There aren't DVDs, I live in Mexico and the series was broadcasted just once or twice more than 15 years ago (DVD technology wasn't even a thing in the country) and tbh most anime series don't tend to get a *home video* release in here and Super Cerdita wasn't that popular when compared to, let's say DBZ and PKMN.

However, I really hope you find it, the series was pretty fun so there's possible a way to find the episodes somewhere, I'll try to do it on my own and if I find it I'll post an update in here I think.


----------



## Guilrel (Oct 30, 2018)

Togo57 said:


> To be honest, I've never seen a "Super Cerdita" DVD, but I wouldn't be holding my breath when it comes to the languages.
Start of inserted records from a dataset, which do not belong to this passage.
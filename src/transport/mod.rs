use bytes::Bytes;
use serde::{Deserialize, Serialize};
use thiserror::Error;
use tokio::io::{AsyncRead, AsyncReadExt, AsyncWrite, AsyncWriteExt};

pub mod bundle;
pub mod receive;

pub use bundle::{Bundle, Connector, Msg, SendCallback, TcpConnector};
pub use receive::{Demux, RecvHandler, SliceResp, SliceWriters};

pub type Result<T> = std::result::Result<T, Error>;

#[derive(Error, Debug)]
pub enum Error {
    #[error("unknown peer '{0}'")]
    UnknownPeer(String),

    #[error("stream '{0}' already registered")]
    StreamRegistered(String),

    #[error("writer '{0}' already registered")]
    WriterRegistered(String),

    #[error("failed to reach peer '{peer}': {reason}")]
    PeerUnreachable { peer: String, reason: String },

    #[error("oversized header ({0} bytes)")]
    HeaderTooBig(usize),

    #[error("bundle is shut down")]
    Shutdown,

    #[error("encode error: {0}")]
    Encode(#[from] rmp_serde::encode::Error),

    #[error("decode error: {0}")]
    Decode(#[from] rmp_serde::decode::Error),

    #[error("io error: {0:#}")]
    IO(#[from] std::io::Error),
}

/// object attributes riding in every data-plane header.
#[derive(Debug, Clone, Default, PartialEq, Eq, Serialize, Deserialize)]
pub struct ObjAttrs {
    pub size: u64,
    pub version: String,
    pub atime_ns: i64,
    pub cksum_type: String,
    pub cksum_value: String,
}

/// per-message header: bucket, object, attributes, and an opaque
/// request descriptor the receiving subsystem understands.
#[derive(Debug, Clone, Default, Serialize, Deserialize)]
pub struct Header {
    pub bucket: String,
    pub objname: String,
    pub attrs: ObjAttrs,
    #[serde(with = "serde_bytes")]
    pub opaque: Vec<u8>,
}

impl Header {
    pub fn uname(&self) -> String {
        format!("{}/{}", self.bucket, self.objname)
    }
}

/// registry key of a pending writer: the responding daemon plus the
/// object identity.
pub fn wire_uname(daemon_id: &str, bucket: &str, objname: &str) -> String {
    format!("{}/{}/{}", daemon_id, bucket, objname)
}

const MAX_HEADER: usize = 1 << 20;

// Wire format, per stream:
//   hello:   u16-le(len) name
//   message: u32-le(len) msgpack(Header)  u64-le(len) body
// Headers are small; bodies can be a whole slice.

pub(crate) async fn write_hello<W: AsyncWrite + Unpin>(w: &mut W, name: &str) -> Result<()> {
    w.write_all(&(name.len() as u16).to_le_bytes()).await?;
    w.write_all(name.as_bytes()).await?;
    Ok(())
}

pub(crate) async fn read_hello<R: AsyncRead + Unpin>(r: &mut R) -> Result<String> {
    let mut len = [0u8; 2];
    r.read_exact(&mut len).await?;
    let mut name = vec![0u8; u16::from_le_bytes(len) as usize];
    r.read_exact(&mut name).await?;
    String::from_utf8(name)
        .map_err(|_| Error::IO(std::io::Error::new(std::io::ErrorKind::InvalidData, "bad stream name")))
}

pub(crate) async fn write_frame<W: AsyncWrite + Unpin>(
    w: &mut W,
    hdr: &Header,
    body: Option<&Bytes>,
) -> Result<()> {
    let hdr_buf = rmp_serde::to_vec(hdr)?;
    if hdr_buf.len() > MAX_HEADER {
        return Err(Error::HeaderTooBig(hdr_buf.len()));
    }
    w.write_all(&(hdr_buf.len() as u32).to_le_bytes()).await?;
    w.write_all(&hdr_buf).await?;

    let body_len = body.map(|b| b.len() as u64).unwrap_or(0);
    w.write_all(&body_len.to_le_bytes()).await?;
    if let Some(body) = body {
        w.write_all(body).await?;
    }
    w.flush().await?;
    Ok(())
}

/// read one message; Ok(None) on a clean end of stream. the body is
/// always drained fully, even if the caller later drops it.
pub(crate) async fn read_frame<R: AsyncRead + Unpin>(r: &mut R) -> Result<Option<(Header, Bytes)>> {
    let mut len = [0u8; 4];
    match r.read_exact(&mut len).await {
        Ok(_) => {}
        Err(err) if err.kind() == std::io::ErrorKind::UnexpectedEof => return Ok(None),
        Err(err) => return Err(err.into()),
    }
    let hdr_len = u32::from_le_bytes(len) as usize;
    if hdr_len > MAX_HEADER {
        return Err(Error::HeaderTooBig(hdr_len));
    }
    let mut hdr_buf = vec![0u8; hdr_len];
    r.read_exact(&mut hdr_buf).await?;
    let hdr: Header = rmp_serde::from_slice(&hdr_buf)?;

    let mut len = [0u8; 8];
    r.read_exact(&mut len).await?;
    let mut body = vec![0u8; u64::from_le_bytes(len) as usize];
    r.read_exact(&mut body).await?;

    Ok(Some((hdr, Bytes::from(body))))
}

#[cfg(test)]
mod test {
    use super::*;

    #[tokio::test]
    async fn frame_roundtrip() {
        let hdr = Header {
            bucket: "B".into(),
            objname: "a/b.bin".into(),
            attrs: ObjAttrs {
                size: 11,
                version: "3".into(),
                atime_ns: 42,
                cksum_type: "xxhash".into(),
                cksum_value: "00ff".into(),
            },
            opaque: vec![1, 2, 3],
        };
        let body = Bytes::from_static(b"hello world");

        let mut buf = Vec::new();
        write_frame(&mut buf, &hdr, Some(&body)).await.unwrap();
        write_frame(&mut buf, &hdr, None).await.unwrap();

        let mut r = buf.as_slice();
        let (h1, b1) = read_frame(&mut r).await.unwrap().unwrap();
        assert_eq!(h1.bucket, "B");
        assert_eq!(h1.attrs, hdr.attrs);
        assert_eq!(b1, body);

        let (_, b2) = read_frame(&mut r).await.unwrap().unwrap();
        assert!(b2.is_empty());

        assert!(read_frame(&mut r).await.unwrap().is_none());
    }

    #[tokio::test]
    async fn hello_roundtrip() {
        let mut buf = Vec::new();
        write_hello(&mut buf, "ec-req").await.unwrap();
        let name = read_hello(&mut buf.as_slice()).await.unwrap();
        assert_eq!(name, "ec-req");
    }

    #[test]
    fn uname_format() {
        assert_eq!(wire_uname("t1", "B", "a/b"), "t1/B/a/b");
    }
}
Latin American DVDs usually only have Spanish and Portuguese subs, with the occasional French subs, UNLESS it's for a series that came from an English-speaking country (where English subs might be included).





joskua said:


> There aren't DVDs, I live in Mexico and the series was broadcasted just once or twice more than 15 years ago (DVD technology wasn't even a thing in the country) and tbh most anime series don't tend to get a *home video* release in here and Super Cerdita wasn't that popular when compared to, let's say DBZ and PKMN.
> 
> However, I really hope you find it, the series was pretty fun so there's possible a way to find the episodes somewhere, I'll try to do it on my own and if I find it I'll post an update in here I think.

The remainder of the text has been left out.